Directions |
Up to and including the line that contains "for the first", reproduce every line exactly, beginning with the first line below.

··· Data

//! Lazy iteration over `nextPageToken`-paged list APIs.

use std::future::Future;

use async_stream::try_stream;
use common::SourceError;
use futures::Stream;

/// One page of a list response.
#[derive(Debug, Clone)]
pub struct Page<T> {
    pub items: Vec<T>,
    /// Empty on the last page
    pub next_page_token: String,
}

impl<T> Page<T> {
    pub fn new(items: Vec<T>, next_page_token: String) -> Self {
        Self {
            items,
            next_page_token,
        }
    }
}

/// Stream every item of every page. `fetch` is called with the page token
/// (`None` for the first page) only once the previous page has been drained,
/// so dropping the stream early stops further requests. The first error is
/// yielded and ends the stream.
pub fn paginate<T, F, Fut>(mut fetch: F) -> impl Stream<Item = Result<T, SourceError>>
where
    F: FnMut(Option<String>) -> Fut,
    Fut: Future<Output = Result<Page<T>, SourceError>>,
{
    try_stream! {
        let mut token: Option<String> = None;
        loop {
            let requested = token.clone();
            let page = fetch(token.take()).await?;
            for item in page.items {
                yield item;
            }

            if page.next_page_token.is_empty() {
                break;
            }
            if requested.as_deref() == Some(page.next_page_token.as_str()) {
                log::warn!("Backend returned the same page token twice, stopping");
                break;
            }
            token = Some(page.next_page_token);
        }
    }
}
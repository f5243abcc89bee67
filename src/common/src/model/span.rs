use chrono::{DateTime, Utc};
use serde::{Deserialize, Serialize};

#[derive(Debug, Clone, Copy, PartialEq, Eq, Serialize, Deserialize)]
pub enum SpanKind {
    Unspecified,
    Server,
    Client,
}

impl SpanKind {
    /// Parse the Cloud Trace v1 kind names.
    pub fn from_str(s: &str) -> Self {
        match s {
            "RPC_SERVER" => SpanKind::Server,
            "RPC_CLIENT" => SpanKind::Client,
            _ => SpanKind::Unspecified,
        }
    }

    pub fn to_str(&self) -> &str {
        match self {
            SpanKind::Unspecified => "Unspecified",
            SpanKind::Server => "Server",
            SpanKind::Client => "Client",
        }
    }
}

#[derive(Debug, Clone, PartialEq, Eq, Serialize, Deserialize)]
pub struct SpanRecord {
    pub span_id: String,
    #[serde(default, skip_serializing_if = "Option::is_none")]
    pub parent_span_id: Option<String>,
    pub name: String,
    pub kind: SpanKind,
    pub start: DateTime<Utc>,
    pub end: DateTime<Utc>,
}

impl SpanRecord {
    pub fn is_root(&self) -> bool {
        self.parent_span_id
            .as_deref()
            .is_none_or(|parent| parent.is_empty() || parent == "0")
    }

    pub fn duration_ms(&self) -> i64 {
        (self.end - self.start).num_milliseconds()
    }
}

impl From<gcp_api::trace::TraceSpan> for SpanRecord {
    fn from(span: gcp_api::trace::TraceSpan) -> Self {
        Self {
            kind: SpanKind::from_str(&span.kind),
            span_id: span.span_id,
            parent_span_id: span.parent_span_id,
            name: span.name,
            start: span.start_time,
            end: span.end_time,
        }
    }
}
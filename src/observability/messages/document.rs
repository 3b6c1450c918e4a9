// Copyright (c) 2025 Steve Wagner (ciroque@live.com)
// SPDX-License-Identifier: MIT

//! Message types for single-document processing.

use crate::observability::messages::StructuredLog;
use std::fmt::{Display, Formatter};
use tracing::Span;

/// A worker picked up a document.
///
/// # Log Level
/// `debug!` - Per-document detail
///
/// The span opened from this message wraps the whole fetch/extract/store
/// sequence, so the success or failure notice carries the document's fields.
pub struct DocumentStarted<'a> {
    pub pdf_key: &'a str,
    pub url: &'a str,
}

impl Display for DocumentStarted<'_> {
    fn fmt(&self, f: &mut Formatter) -> std::fmt::Result {
        write!(f, "Processing {} ({})", self.pdf_key, self.url)
    }
}

impl StructuredLog for DocumentStarted<'_> {
    fn log(&self) {
        tracing::debug!(
            pdf_key = self.pdf_key,
            url = self.url,
            "{}", self
        );
    }

    fn span(&self, name: &str) -> Span {
        tracing::info_span!(
            "document",
            span_name = name,
            pdf_key = self.pdf_key,
            url = self.url,
        )
    }
}

/// A document was analyzed and stored.
///
/// # Log Level
/// `info!` - Important operational event
///
/// # Example
/// ```
/// use pdf_digest::observability::messages::document::DocumentProcessed;
///
/// let msg = DocumentProcessed {
///     pdf_key: "report_2024",
///     url: "https://example.com/report.pdf",
///     category: "medium",
///     keyword_count: 5,
/// };
///
/// assert_eq!(msg.to_string(), "Successfully processed and stored report_2024");
/// ```
pub struct DocumentProcessed<'a> {
    pub pdf_key: &'a str,
    pub url: &'a str,
    pub category: &'a str,
    pub keyword_count: usize,
}

impl Display for DocumentProcessed<'_> {
    fn fmt(&self, f: &mut Formatter) -> std::fmt::Result {
        write!(f, "Successfully processed and stored {}", self.pdf_key)
    }
}

impl StructuredLog for DocumentProcessed<'_> {
    fn log(&self) {
        tracing::info!(
            pdf_key = self.pdf_key,
            url = self.url,
            category = self.category,
            keyword_count = self.keyword_count,
            "{}", self
        );
    }

    fn span(&self, name: &str) -> Span {
        tracing::info_span!(
            "document_processed",
            span_name = name,
            pdf_key = self.pdf_key,
            url = self.url,
        )
    }
}

/// Processing of a document stopped at `stage`.
///
/// # Log Level
/// `error!` - Failure requiring attention
pub struct DocumentFailed<'a> {
    pub pdf_key: &'a str,
    pub url: &'a str,
    pub stage: &'a str,
    pub error: &'a dyn std::error::Error,
}

impl Display for DocumentFailed<'_> {
    fn fmt(&self, f: &mut Formatter) -> std::fmt::Result {
        write!(
            f,
            "Failed to process {} ({}): {}",
            self.pdf_key, self.url, self.error
        )
    }
}

impl StructuredLog for DocumentFailed<'_> {
    fn log(&self) {
        tracing::error!(
            pdf_key = self.pdf_key,
            url = self.url,
            stage = self.stage,
            error = %self.error,
            "{}", self
        );
    }

    fn span(&self, name: &str) -> Span {
        tracing::error_span!(
            "document_failed",
            span_name = name,
            pdf_key = self.pdf_key,
            url = self.url,
            stage = self.stage,
        )
    }
}
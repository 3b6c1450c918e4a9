// Copyright (c) 2025 Steve Wagner (ciroque@live.com)
// SPDX-License-Identifier: MIT

pub mod coordinator;
pub mod document;
pub mod factory;
pub mod record;
pub mod report;

pub use coordinator::PipelineCoordinator;
pub use document::{AnalysisOptions, DocumentProcessor};
pub use factory::PipelineFactory;
pub use record::{Dataset, DatasetEntry, ProcessedRecord};
pub use report::{DocumentOutcome, PerformanceReport, PipelineRun};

······

Answer to the exercise |
//! Lazy iteration over `nextPageToken`-paged list APIs.

use std::future::Future;

use async_stream::try_stream;
use common::SourceError;
use futures::Stream;

/// One page of a list response.
#[derive(Debug, Clone)]
pub struct Page<T> {
    pub items: Vec<T>,
    /// Empty on the last page
    pub next_page_token: String,
}

impl<T> Page<T> {
    pub fn new(items: Vec<T>, next_page_token: String) -> Self {
        Self {
            items,
            next_page_token,
        }
    }
}

/// Stream every item of every page. `fetch` is called with the page token
/// (`None` for the first page) only once the previous page has been drained,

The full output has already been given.